_PROMPT_
Write the entries below out again without a single difference.

_GIVEN DATA_
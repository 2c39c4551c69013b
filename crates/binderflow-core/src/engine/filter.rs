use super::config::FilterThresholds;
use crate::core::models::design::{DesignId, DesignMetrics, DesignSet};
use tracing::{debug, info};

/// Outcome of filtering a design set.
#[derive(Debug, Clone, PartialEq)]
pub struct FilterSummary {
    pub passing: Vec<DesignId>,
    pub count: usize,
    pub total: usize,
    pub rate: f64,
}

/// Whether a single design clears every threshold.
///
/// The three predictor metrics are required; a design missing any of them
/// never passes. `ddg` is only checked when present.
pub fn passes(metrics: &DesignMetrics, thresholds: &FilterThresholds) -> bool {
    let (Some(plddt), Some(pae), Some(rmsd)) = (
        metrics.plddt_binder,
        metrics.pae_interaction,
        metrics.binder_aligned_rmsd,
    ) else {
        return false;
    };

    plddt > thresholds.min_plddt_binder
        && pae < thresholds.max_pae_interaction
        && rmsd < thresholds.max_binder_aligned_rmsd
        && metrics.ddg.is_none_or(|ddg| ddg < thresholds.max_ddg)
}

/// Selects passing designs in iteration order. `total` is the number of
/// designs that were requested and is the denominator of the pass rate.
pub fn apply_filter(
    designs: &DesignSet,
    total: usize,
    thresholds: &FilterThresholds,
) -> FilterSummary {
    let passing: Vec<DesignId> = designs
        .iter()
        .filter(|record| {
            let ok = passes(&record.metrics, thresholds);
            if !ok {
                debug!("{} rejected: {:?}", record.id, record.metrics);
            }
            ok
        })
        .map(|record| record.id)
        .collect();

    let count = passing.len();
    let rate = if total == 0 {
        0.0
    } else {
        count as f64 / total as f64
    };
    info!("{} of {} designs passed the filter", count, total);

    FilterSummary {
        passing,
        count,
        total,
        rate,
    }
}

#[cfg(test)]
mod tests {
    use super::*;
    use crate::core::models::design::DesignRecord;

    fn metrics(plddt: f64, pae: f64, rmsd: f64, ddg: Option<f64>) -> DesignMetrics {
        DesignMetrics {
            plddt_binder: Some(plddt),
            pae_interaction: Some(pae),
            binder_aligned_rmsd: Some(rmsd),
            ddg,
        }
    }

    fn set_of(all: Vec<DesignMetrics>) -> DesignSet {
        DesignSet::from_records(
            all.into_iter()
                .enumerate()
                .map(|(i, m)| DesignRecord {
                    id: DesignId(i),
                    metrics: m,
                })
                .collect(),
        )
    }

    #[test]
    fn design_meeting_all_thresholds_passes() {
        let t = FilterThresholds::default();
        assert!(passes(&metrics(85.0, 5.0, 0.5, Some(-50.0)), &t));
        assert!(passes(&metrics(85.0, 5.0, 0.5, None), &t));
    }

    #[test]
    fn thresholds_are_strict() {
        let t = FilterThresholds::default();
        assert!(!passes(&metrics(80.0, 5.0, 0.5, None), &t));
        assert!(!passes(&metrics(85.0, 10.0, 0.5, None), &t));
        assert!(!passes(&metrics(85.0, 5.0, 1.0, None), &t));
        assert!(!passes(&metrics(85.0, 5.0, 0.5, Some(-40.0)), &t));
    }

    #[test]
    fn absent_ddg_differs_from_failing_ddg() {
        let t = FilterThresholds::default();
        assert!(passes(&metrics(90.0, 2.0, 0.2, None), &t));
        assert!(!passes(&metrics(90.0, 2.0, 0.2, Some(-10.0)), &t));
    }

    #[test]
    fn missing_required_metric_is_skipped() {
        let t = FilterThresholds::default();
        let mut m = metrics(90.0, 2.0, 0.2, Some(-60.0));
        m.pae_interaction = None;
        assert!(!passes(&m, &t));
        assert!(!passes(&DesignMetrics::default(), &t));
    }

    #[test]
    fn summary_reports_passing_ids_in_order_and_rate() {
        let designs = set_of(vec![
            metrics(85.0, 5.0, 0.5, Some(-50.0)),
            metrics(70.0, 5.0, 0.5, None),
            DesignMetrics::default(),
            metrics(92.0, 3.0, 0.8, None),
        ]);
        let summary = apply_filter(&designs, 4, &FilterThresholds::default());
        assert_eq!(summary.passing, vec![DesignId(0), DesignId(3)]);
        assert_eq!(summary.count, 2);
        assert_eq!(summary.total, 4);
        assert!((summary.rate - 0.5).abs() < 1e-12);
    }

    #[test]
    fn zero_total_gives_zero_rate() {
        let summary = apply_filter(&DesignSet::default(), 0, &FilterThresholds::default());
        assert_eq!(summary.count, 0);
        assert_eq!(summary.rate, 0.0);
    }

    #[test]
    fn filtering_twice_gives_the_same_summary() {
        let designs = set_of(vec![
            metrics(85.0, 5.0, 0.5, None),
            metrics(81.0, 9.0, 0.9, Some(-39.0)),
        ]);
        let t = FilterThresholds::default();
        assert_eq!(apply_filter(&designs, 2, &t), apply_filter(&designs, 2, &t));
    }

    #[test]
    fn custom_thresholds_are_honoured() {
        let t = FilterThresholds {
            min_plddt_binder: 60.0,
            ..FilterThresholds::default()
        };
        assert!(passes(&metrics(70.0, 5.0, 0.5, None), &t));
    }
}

_WRITTEN RESPONSE_
repository 2c39c4551c69013b
filename crates/binderflow-core/src/engine/filter.rs
use super::config::FilterThresholds;
use crate::core::models::design::{DesignId, DesignMetrics, DesignSet};
use tracing::{debug, info};

/// Outcome of filtering a design set.
#[derive(Debug, Clone, PartialEq)]
pub struct FilterSummary {
    pub passing: Vec<DesignId>,
    pub count: usize,
    pub total: usize,
    pub rate: f64,
}

/// Whether a single design clears every threshold.
///
/// The three predictor metrics are required; a design missing any of them
/// never passes. `ddg` is only checked when present.
pub fn passes(metrics: &DesignMetrics, thresholds: &FilterThresholds) -> bool {
    let (Some(plddt), Some(pae), Some(rmsd)) = (
        metrics.plddt_binder,
        metrics.pae_interaction,
        metrics.binder_aligned_rmsd,
    ) else {
        return false;
    };

    plddt > thresholds.min_plddt_binder
        && pae < thresholds.max_pae_interaction
        && rmsd < thresholds.max_binder_aligned_rmsd
        && metrics.ddg.is_none_or(|ddg| ddg < thresholds.max_ddg)
}

/// Selects passing designs in iteration order. `total` is the number of
/// designs that were requested and is the denominator of the pass rate.
pub fn apply_filter(
    designs: &DesignSet,
    total: usize,
    thresholds: &FilterThresholds,
) -> FilterSummary {
    let passing: Vec<DesignId> = designs
        .iter()
        .filter(|record| {
            let ok = passes(&record.metrics, thresholds);
            if !ok {
                debug!("{} rejected: {:?}", record.id, record.metrics);
            }
            ok
        })
        .map(|record| record.id)
        .collect();

    let count = passing.len();
    let rate = if total == 0 {
        0.0
    } else {
        count as f64 / total as f64
    };
    info!("{} of {} designs passed the filter", count, total);

    FilterSummary {
        passing,
        count,
        total,
        rate,
    }
}

#[cfg(test)]
mod tests {
    use super::*;
    use crate::core::models::design::DesignRecord;

    fn metrics(plddt: f64, pae: f64, rmsd: f64, ddg: Option<f64>) -> DesignMetrics {
        DesignMetrics {
            plddt_binder: Some(plddt),
            pae_interaction: Some(pae),
            binder_aligned_rmsd: Some(rmsd),
            ddg,
        }
    }

    fn set_of(all: Vec<DesignMetrics>) -> DesignSet {
        DesignSet::from_records(
            all.into_iter()
                .enumerate()
                .map(|(i, m)| DesignRecord {
                    id: DesignId(i),
                    metrics: m,
                })
                .collect(),
        )
    }

    #[test]
    fn design_meeting_all_thresholds_passes() {
        let t = FilterThresholds::default();
        assert!(passes(&metrics(85.0, 5.0, 0.5, Some(-50.0)), &t));
        assert!(passes(&metrics(85.0, 5.0, 0.5, None), &t));
    }

    #[test]
    fn thresholds_are_strict() {
        let t = FilterThresholds::default();
        assert!(!passes(&metrics(80.0, 5.0, 0.5, None), &t));
        assert!(!passes(&metrics(85.0, 10.0, 0.5, None), &t));
        assert!(!passes(&metrics(85.0, 5.0, 1.0, None), &t));
        assert!(!passes(&metrics(85.0, 5.0, 0.5, Some(-40.0)), &t));
    }

    #[test]
    fn absent_ddg_differs_from_failing_ddg() {
        let t = FilterThresholds::default();
        assert!(passes(&metrics(90.0, 2.0, 0.2, None), &t));
        assert!(!passes(&metrics(90.0, 2.0, 0.2, Some(-10.0)), &t));
    }

    #[test]
    fn missing_required_metric_is_skipped() {
        let t = FilterThresholds::default();
        let mut m = metrics(90.0, 2.0, 0.2, Some(-60.0));
        m.pae_interaction = None;
        assert!(!passes(&m, &t));
        assert!(!passes(&DesignMetrics::default(), &t));
    }

    #[test]
    fn summary_reports_passing_ids_in_order_and_rate() {
        let designs = set_of(vec![
            metrics(85.0, 5.0, 0.5, Some(-50.0)),
            metrics(70.0, 5.0, 0.5, None),
            DesignMetrics::default(),
            metrics(92.0, 3.0, 0.8, None),
        ]);
        let summary = apply_filter(&designs, 4, &FilterThresholds::default());
        assert_eq!(summary.passing, vec![DesignId(0), DesignId(3)]);
        assert_eq!(summary.count, 2);
        assert_eq!(summary.total, 4);
        assert!((summary.rate - 0.5).abs() < 1e-12);
    }

    #[test]
    fn zero_total_gives_zero_rate() {
        let summary = apply_filter(&DesignSet::default(), 0, &FilterThresholds::default());
        assert_eq!(summary.count, 0);
        assert_eq!(summary.rate, 0.0);
    }

    #[test]
    fn filtering_twice_gives_the_same_summary() {
        let designs = set_of(vec![
            metrics(85.0, 5.0, 0.5, None),
            metrics(81.0, 9.0, 0.9, Some(-39.0)),
        ]);
        let t = FilterThresholds::default();
        assert_eq!(apply_filter(&designs, 2, &t), apply_filter(&designs, 2, &t));
    }

    #[test]
    fn custom_thresholds_are_honoured() {
        let t = FilterThresholds {
            min_plddt_binder: 60.0,
            ..FilterThresholds::default()
        };
        assert!(passes(&metrics(70.0, 5.0, 0.5, None), &t));
    }
}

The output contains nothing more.